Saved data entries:
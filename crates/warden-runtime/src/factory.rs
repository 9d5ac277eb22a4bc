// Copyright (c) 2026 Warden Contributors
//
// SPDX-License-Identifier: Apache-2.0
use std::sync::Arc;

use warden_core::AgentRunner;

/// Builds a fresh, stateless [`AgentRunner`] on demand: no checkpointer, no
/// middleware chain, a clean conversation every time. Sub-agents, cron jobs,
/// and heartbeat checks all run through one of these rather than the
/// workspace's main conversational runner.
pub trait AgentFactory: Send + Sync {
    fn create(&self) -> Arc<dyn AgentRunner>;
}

...

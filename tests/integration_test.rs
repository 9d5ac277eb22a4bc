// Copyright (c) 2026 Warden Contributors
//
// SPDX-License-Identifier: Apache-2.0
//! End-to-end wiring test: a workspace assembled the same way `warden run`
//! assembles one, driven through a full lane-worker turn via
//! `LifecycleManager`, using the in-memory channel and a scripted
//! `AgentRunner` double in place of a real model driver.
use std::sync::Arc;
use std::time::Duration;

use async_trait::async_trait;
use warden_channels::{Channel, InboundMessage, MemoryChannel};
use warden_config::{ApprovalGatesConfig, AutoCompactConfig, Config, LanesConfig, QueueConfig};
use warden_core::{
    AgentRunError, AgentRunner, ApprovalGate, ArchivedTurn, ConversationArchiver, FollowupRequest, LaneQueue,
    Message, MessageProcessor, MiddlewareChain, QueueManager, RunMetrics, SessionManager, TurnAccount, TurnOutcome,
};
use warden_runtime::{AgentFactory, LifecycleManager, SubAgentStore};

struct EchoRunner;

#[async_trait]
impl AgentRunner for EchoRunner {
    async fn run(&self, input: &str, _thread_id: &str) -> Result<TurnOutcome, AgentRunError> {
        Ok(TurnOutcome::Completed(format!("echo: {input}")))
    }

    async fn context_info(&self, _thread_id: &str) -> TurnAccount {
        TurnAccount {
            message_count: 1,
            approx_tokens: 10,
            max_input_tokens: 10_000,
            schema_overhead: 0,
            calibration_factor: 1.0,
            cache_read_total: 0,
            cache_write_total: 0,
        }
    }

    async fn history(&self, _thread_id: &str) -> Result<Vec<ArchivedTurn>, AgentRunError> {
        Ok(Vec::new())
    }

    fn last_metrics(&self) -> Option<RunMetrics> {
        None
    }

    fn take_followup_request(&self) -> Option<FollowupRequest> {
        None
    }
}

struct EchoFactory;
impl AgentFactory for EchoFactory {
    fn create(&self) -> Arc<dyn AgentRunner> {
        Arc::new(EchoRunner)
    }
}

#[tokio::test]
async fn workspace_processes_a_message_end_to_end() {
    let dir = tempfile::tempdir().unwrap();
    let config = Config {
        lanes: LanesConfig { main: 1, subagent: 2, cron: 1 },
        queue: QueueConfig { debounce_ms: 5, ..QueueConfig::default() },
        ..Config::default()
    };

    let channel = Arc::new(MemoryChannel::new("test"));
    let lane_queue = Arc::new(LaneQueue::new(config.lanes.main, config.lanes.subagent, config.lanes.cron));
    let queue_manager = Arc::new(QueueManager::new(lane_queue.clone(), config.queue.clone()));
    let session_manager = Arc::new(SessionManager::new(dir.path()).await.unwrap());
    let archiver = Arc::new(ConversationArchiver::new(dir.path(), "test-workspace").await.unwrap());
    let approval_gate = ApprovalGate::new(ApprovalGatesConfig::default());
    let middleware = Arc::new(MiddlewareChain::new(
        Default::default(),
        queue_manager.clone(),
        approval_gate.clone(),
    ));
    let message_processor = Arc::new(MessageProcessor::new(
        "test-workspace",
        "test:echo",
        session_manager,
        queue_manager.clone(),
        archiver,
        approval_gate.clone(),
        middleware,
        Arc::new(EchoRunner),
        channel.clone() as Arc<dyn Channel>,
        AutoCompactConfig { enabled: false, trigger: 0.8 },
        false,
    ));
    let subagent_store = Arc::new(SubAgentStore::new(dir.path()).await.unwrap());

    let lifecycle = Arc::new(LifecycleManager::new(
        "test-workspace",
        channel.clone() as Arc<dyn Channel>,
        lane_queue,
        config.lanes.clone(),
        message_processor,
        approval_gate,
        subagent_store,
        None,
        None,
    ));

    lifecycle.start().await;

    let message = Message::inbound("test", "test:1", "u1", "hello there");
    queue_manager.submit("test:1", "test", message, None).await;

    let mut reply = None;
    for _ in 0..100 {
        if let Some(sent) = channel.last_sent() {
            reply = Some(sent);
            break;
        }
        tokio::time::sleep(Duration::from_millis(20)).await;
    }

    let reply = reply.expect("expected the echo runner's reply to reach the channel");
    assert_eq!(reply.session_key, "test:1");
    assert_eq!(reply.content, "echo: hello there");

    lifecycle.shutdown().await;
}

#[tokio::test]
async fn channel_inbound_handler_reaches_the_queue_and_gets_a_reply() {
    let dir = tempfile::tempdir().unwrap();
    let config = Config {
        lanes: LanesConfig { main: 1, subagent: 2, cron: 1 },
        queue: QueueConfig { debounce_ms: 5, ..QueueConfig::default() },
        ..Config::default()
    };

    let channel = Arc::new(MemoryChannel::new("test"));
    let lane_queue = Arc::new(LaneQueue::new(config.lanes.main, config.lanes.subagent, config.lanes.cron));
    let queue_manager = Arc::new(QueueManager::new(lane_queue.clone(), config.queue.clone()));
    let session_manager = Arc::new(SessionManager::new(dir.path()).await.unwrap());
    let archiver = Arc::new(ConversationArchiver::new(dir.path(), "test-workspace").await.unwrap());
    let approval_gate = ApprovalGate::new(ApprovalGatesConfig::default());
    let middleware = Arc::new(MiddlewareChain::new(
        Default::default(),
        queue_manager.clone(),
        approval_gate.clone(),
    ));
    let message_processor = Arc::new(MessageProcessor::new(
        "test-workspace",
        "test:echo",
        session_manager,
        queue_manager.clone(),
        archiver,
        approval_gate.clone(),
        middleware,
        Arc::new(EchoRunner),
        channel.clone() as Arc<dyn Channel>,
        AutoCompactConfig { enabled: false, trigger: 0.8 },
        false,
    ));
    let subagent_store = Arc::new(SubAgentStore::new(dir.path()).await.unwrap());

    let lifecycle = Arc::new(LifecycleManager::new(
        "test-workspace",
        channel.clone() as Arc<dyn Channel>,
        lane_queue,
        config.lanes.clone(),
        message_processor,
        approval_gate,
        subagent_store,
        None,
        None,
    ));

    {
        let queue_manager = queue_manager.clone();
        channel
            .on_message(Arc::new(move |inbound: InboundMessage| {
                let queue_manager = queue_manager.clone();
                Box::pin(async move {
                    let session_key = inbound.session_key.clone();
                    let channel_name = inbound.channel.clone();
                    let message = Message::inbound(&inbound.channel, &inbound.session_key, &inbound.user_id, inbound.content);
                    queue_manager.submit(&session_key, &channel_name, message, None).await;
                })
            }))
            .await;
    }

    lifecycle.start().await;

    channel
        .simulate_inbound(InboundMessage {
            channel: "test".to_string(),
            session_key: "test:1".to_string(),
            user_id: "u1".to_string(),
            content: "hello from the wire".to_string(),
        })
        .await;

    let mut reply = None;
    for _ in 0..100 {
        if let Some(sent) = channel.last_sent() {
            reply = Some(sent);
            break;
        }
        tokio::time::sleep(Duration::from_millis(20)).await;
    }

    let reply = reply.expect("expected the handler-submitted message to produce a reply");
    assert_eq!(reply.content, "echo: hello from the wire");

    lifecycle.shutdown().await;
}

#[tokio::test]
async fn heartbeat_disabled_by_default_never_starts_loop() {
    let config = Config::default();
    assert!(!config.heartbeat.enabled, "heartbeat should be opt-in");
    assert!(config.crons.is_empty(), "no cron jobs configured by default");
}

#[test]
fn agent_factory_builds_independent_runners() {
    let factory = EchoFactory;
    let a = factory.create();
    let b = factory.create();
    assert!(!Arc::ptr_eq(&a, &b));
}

#### Task requirements
Find the lines that mention "filename" in the entries and show them.

#### Task solution
filename crates/warden-runtime/src/factory.rs
filename tests/integration_test.rs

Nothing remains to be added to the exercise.